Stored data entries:
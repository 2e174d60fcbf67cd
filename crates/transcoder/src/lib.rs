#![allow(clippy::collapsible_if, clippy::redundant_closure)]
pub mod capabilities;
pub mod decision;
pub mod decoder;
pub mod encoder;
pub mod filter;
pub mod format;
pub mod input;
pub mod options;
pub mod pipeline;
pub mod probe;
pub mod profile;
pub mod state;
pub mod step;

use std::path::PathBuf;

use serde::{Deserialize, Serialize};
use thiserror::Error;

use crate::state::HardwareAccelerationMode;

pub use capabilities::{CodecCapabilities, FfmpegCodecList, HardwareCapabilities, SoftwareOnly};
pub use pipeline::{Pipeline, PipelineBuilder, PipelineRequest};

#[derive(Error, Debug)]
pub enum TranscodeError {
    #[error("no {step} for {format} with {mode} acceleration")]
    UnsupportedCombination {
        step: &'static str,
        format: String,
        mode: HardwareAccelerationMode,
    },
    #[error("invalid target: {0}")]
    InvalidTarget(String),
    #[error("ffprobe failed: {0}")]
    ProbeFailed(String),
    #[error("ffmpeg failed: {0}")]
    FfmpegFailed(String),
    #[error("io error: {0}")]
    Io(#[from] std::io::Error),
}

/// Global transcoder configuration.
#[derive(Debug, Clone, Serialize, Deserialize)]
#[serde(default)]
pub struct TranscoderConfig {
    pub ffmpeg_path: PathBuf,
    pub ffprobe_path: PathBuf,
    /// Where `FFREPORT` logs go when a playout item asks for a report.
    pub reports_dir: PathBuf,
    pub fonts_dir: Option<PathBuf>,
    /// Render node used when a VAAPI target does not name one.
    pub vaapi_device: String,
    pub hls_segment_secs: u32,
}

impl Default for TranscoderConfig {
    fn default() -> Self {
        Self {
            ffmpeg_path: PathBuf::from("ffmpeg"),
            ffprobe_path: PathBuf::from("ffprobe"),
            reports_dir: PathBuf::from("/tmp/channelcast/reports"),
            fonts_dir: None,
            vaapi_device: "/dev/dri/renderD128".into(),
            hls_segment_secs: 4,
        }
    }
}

◆ **Aim of the task**: The answer should hold the lines from the one containing "pub struct TranscoderConfig" through the end of the entries above, set down exactly, with both ends included.

◆ **Exercise output**:
pub struct TranscoderConfig {
    pub ffmpeg_path: PathBuf,
    pub ffprobe_path: PathBuf,
    /// Where `FFREPORT` logs go when a playout item asks for a report.
    pub reports_dir: PathBuf,
    pub fonts_dir: Option<PathBuf>,
    /// Render node used when a VAAPI target does not name one.
    pub vaapi_device: String,
    pub hls_segment_secs: u32,
}

impl Default for TranscoderConfig {
    fn default() -> Self {
        Self {
            ffmpeg_path: PathBuf::from("ffmpeg"),
            ffprobe_path: PathBuf::from("ffprobe"),
            reports_dir: PathBuf::from("/tmp/channelcast/reports"),
            fonts_dir: None,
            vaapi_device: "/dev/dri/renderD128".into(),
            hls_segment_secs: 4,
        }
    }
}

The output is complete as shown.